Some of America’s most racially integrated neighborhoods and cities are on a path to becoming segregated all over again. In Los Angeles this means neighborhoods where Latinos and Asians now live alongside black or white neighbors may have few to no whites or blacks in 10 to 20 years.

In research I conducted with Siri Warkentien, another sociologist, we used a statistical model and census data to identify the most common changes in racial composition in 10,681 neighborhoods in metropolitan L.A., Houston, Chicago and New York, beginning as far back as 1970 in some areas. That starting point corresponds with the implementation of the 1968 federal Fair Housing Act, which protects buyers and renters from discrimination in choosing where to live.

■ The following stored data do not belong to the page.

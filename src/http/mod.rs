//! HTTP/1.1 protocol types shared between the host framework and the cache.
//!
//! This module provides the core HTTP primitives:
//! [`Method`], [`StatusCode`], [`Headers`], [`Request`], and [`Response`],
//! plus the [`ResponseSink`] trait that response writers implement.

use std::fmt;

pub mod headers;
pub mod request;
pub mod response;

pub use headers::Headers;
pub use request::Request;
pub use response::{Response, ResponseSink};

/// An HTTP response status code.
///
/// # Examples
///
/// ```
/// use rttp_cache::http::StatusCode;
///
/// let status = StatusCode::Ok;
/// assert_eq!(status.as_u16(), 200);
/// assert_eq!(status.canonical_reason(), "OK");
/// ```
#[derive(Debug, Clone, Copy, PartialEq, Eq, Hash)]
#[repr(u16)]
pub enum StatusCode {
    // 1xx Informational
    Continue = 100,
    SwitchingProtocols = 101,

    // 2xx Success
    Ok = 200,
    Created = 201,
    Accepted = 202,
    NoContent = 204,
    PartialContent = 206,

    // 3xx Redirection
    MovedPermanently = 301,
    Found = 302,
    SeeOther = 303,
    NotModified = 304,
    TemporaryRedirect = 307,
    PermanentRedirect = 308,

    // 4xx Client Error
    BadRequest = 400,
    Unauthorized = 401,
    Forbidden = 403,
    NotFound = 404,
    MethodNotAllowed = 405,
    Conflict = 409,
    Gone = 410,
    LengthRequired = 411,
    PayloadTooLarge = 413,
    UriTooLong = 414,
    UnsupportedMediaType = 415,
    UnprocessableEntity = 422,
    TooManyRequests = 429,

    // 5xx Server Error
    InternalServerError = 500,
    NotImplemented = 501,
    BadGateway = 502,
    ServiceUnavailable = 503,
    GatewayTimeout = 504,
    HttpVersionNotSupported = 505,
}

impl StatusCode {
    /// Returns the numeric status code as a `u16`.
    pub fn as_u16(self) -> u16 {
        self as u16
    }

    /// Returns the canonical reason phrase for this status code.
    pub fn canonical_reason(self) -> &'static str {
        match self {
            Self::Continue => "Continue",
            Self::SwitchingProtocols => "Switching Protocols",
            Self::Ok => "OK",
            Self::Created => "Created",
            Self::Accepted => "Accepted",
            Self::NoContent => "No Content",
            Self::PartialContent => "Partial Content",
            Self::MovedPermanently => "Moved Permanently",
            Self::Found => "Found",
            Self::SeeOther => "See Other",
            Self::NotModified => "Not Modified",
            Self::TemporaryRedirect => "Temporary Redirect",
            Self::PermanentRedirect => "Permanent Redirect",
            Self::BadRequest => "Bad Request",
            Self::Unauthorized => "Unauthorized",
            Self::Forbidden => "Forbidden",
            Self::NotFound => "Not Found",
            Self::MethodNotAllowed => "Method Not Allowed",
            Self::Conflict => "Conflict",
            Self::Gone => "Gone",
            Self::LengthRequired => "Length Required",
            Self::PayloadTooLarge => "Payload Too Large",
            Self::UriTooLong => "URI Too Long",
            Self::UnsupportedMediaType => "Unsupported Media Type",
            Self::UnprocessableEntity => "Unprocessable Entity",
            Self::TooManyRequests => "Too Many Requests",
            Self::InternalServerError => "Internal Server Error",
            Self::NotImplemented => "Not Implemented",
            Self::BadGateway => "Bad Gateway",
            Self::ServiceUnavailable => "Service Unavailable",
            Self::GatewayTimeout => "Gateway Timeout",
            Self::HttpVersionNotSupported => "HTTP Version Not Supported",
        }
    }
}

impl fmt::Display for StatusCode {
    fn fmt(&self, f: &mut fmt::Formatter<'_>) -> fmt::Result {
        write!(f, "{} {}", self.as_u16(), self.canonical_reason())
    }
}

impl From<StatusCode> for u16 {
    fn from(code: StatusCode) -> u16 {
        code.as_u16()
    }
}

/// An HTTP request method.
///
/// Standard methods are represented as unit variants for zero-cost comparison.
/// Non-standard methods are captured in the `Custom` variant.
///
/// # Examples
///
/// ```
/// use rttp_cache::http::Method;
///
/// let method: Method = "GET".parse().unwrap();
/// assert_eq!(method, Method::Get);
/// assert_eq!(method.as_str(), "GET");
/// assert!(method.is_safe());
/// assert!(method.is_idempotent());
/// ```
#[derive(Debug, Clone, PartialEq, Eq, Hash)]
pub enum Method {
    /// GET: retrieve a representation of the target resource.
    Get,
    /// POST: perform resource-specific processing on the request payload.
    Post,
    /// PUT: replace the target resource's current representation.
    Put,
    /// DELETE: remove the association between the target resource and its functionality.
    Delete,
    /// HEAD: identical to GET but without a response body.
    Head,
    /// OPTIONS: describe the communication options for the target resource.
    Options,
    /// PATCH: apply partial modifications to a resource.
    Patch,
    /// CONNECT: establish a tunnel to the server identified by the target resource.
    Connect,
    /// TRACE: perform a message loop-back test along the path to the target resource.
    Trace,
    /// A non-standard extension method.
    Custom(String),
}

impl Method {
    /// Returns the method as a string slice.
    pub fn as_str(&self) -> &str {
        match self {
            Self::Get => "GET",
            Self::Post => "POST",
            Self::Put => "PUT",
            Self::Delete => "DELETE",
            Self::Head => "HEAD",
            Self::Options => "OPTIONS",
            Self::Patch => "PATCH",
            Self::Connect => "CONNECT",
            Self::Trace => "TRACE",
            Self::Custom(s) => s.as_str(),
        }
    }

    /// Returns `true` if this method is considered "safe" (no side effects per RFC 9110 §9.2.1).
    ///
    /// Safe methods: GET, HEAD, OPTIONS, TRACE.
    pub fn is_safe(&self) -> bool {
        matches!(self, Self::Get | Self::Head | Self::Options | Self::Trace)
    }

    /// Returns `true` if this method is idempotent (RFC 9110 §9.2.2).
    ///
    /// Idempotent methods: GET, HEAD, PUT, DELETE, OPTIONS, TRACE.
    pub fn is_idempotent(&self) -> bool {
        matches!(
            self,
            Self::Get | Self::Head | Self::Put | Self::Delete | Self::Options | Self::Trace
        )
    }
}

impl fmt::Display for Method {
    fn fmt(&self, f: &mut fmt::Formatter<'_>) -> fmt::Result {
        f.write_str(self.as_str())
    }
}

impl std::str::FromStr for Method {
    type Err = std::convert::Infallible;

    fn from_str(s: &str) -> Result<Self, Self::Err> {
        Ok(match s {
            "GET" => Self::Get,
            "POST" => Self::Post,
            "PUT" => Self::Put,
            "DELETE" => Self::Delete,
            "HEAD" => Self::Head,
            "OPTIONS" => Self::Options,
            "PATCH" => Self::Patch,
            "CONNECT" => Self::Connect,
            "TRACE" => Self::Trace,
            other => Self::Custom(other.to_owned()),
        })
    }
}

impl AsRef<str> for Method {
    fn as_ref(&self) -> &str {
        self.as_str()
    }
}

#[cfg(test)]
mod tests {
    use super::*;

    #[test]
    fn status_code_and_reason() {
        assert_eq!(StatusCode::Ok.as_u16(), 200);
        assert_eq!(StatusCode::InternalServerError.as_u16(), 500);
        assert_eq!(StatusCode::NotFound.canonical_reason(), "Not Found");
    }

    #[test]
    fn method_parse_keeps_extensions() {
        let method: Method = "PURGE".parse().unwrap();
        assert_eq!(method, Method::Custom("PURGE".to_owned()));
        assert_eq!(method.as_str(), "PURGE");
        assert!(!method.is_safe());
    }
}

Covina, 22 miles east of downtown L.A., provides an example of one city at risk of resegregating. Whites make up about 26% of Covina as of 2014 and Latinos about 57%. Typically we consider neighborhoods with at least 10% of each group to be racially integrated. But the mix is crumbling. Latinos made up 13% of Covina’s residents in 1980, 26% in 1990, 40% in 2000, and 52% in 2010. Four years later,

according to the most recent census estimate, the Latino population had grown by five more percentage points. By 2025, Covina is likely to be overwhelmingly Latino.

Something similar happened already in nearby Norwalk. In 1990, just under half its residents were Latino and about a third were white (not unlike Covina now). By 2014, Latinos made up 70% of residents and whites 11%.

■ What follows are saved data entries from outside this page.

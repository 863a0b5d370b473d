//! Runs a slow handler behind the cache and shows coalescing, hits and expiry.
//!
//! ```text
//! RUST_LOG=rttp_cache=debug cargo run --example cached_hello
//! ```

use std::sync::Arc;
use std::sync::atomic::{AtomicUsize, Ordering};
use std::time::Duration;

use rttp_cache::cache::{CacheConfig, CacheMiddleware, ResponseCache};
use rttp_cache::{Context, Pipeline, Request, Response, StatusCode};
use serde_json::json;
use tracing_subscriber::EnvFilter;

#[tokio::main]
async fn main() -> Result<(), Box<dyn std::error::Error>> {
    tracing_subscriber::fmt()
        .with_env_filter(
            EnvFilter::try_from_default_env().unwrap_or_else(|_| EnvFilter::new("rttp_cache=debug")),
        )
        .init();

    let cache = ResponseCache::new(
        CacheConfig::new()
            .ttl(Duration::from_millis(200))
            .skip(|req| req.headers().contains("authorization")),
    );

    let runs = Arc::new(AtomicUsize::new(0));
    let pipeline = {
        let runs = Arc::clone(&runs);
        Arc::new(
            Pipeline::new(move |ctx: Context| {
                let runs = Arc::clone(&runs);
                async move {
                    let run = runs.fetch_add(1, Ordering::SeqCst) + 1;
                    tokio::time::sleep(Duration::from_millis(50)).await;
                    Response::new(StatusCode::Ok)
                        .json(&json!({ "hello": ctx.request().path(), "run": run }))
                        .unwrap_or_else(|_| Response::new(StatusCode::InternalServerError))
                }
            })
            .layer(CacheMiddleware::from_cache(cache.clone())),
        )
    };

    // Five concurrent requests share one handler run.
    let tasks: Vec<_> = (0..5)
        .map(|_| {
            let pipeline = Arc::clone(&pipeline);
            tokio::spawn(async move { pipeline.dispatch(Request::get("/hello")).await })
        })
        .collect();
    for task in tasks {
        let response = task.await?;
        println!("concurrent: {}", String::from_utf8_lossy(response.body_ref()));
    }

    let hit = pipeline.dispatch(Request::get("/hello")).await;
    println!("cached:     {}", String::from_utf8_lossy(hit.body_ref()));

    let private = Request::get("/hello").with_header("Authorization", "Bearer demo");
    let bypassed = pipeline.dispatch(private).await;
    println!("bypassed:   {}", String::from_utf8_lossy(bypassed.body_ref()));

    tokio::time::sleep(Duration::from_millis(250)).await;
    let expired = pipeline.dispatch(Request::get("/hello")).await;
    println!("expired:    {}", String::from_utf8_lossy(expired.body_ref()));

    println!("handler runs: {}", runs.load(Ordering::SeqCst));
    println!("stats: {}", serde_json::to_string(&cache.stats())?);
    Ok(())
}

The data show that vast portions of south and east Los Angeles are slipping from mixed populations toward single race populations. And the change has not just occurred in formerly white areas. One of the trajectories that we identified followed a similar pattern in neighborhoods that were once black. Compton residents were nearly three-quarters black in 1980; by 1990, the mix was about 52% black and 43% Latino; in 2014, two-thirds Latino. Such slow but steadily increasing Latino growth can be found in 46% of the neighborhoods we studied in the Los Angeles metropolitan region.

What’s causing a shift from mixed to single-race populations?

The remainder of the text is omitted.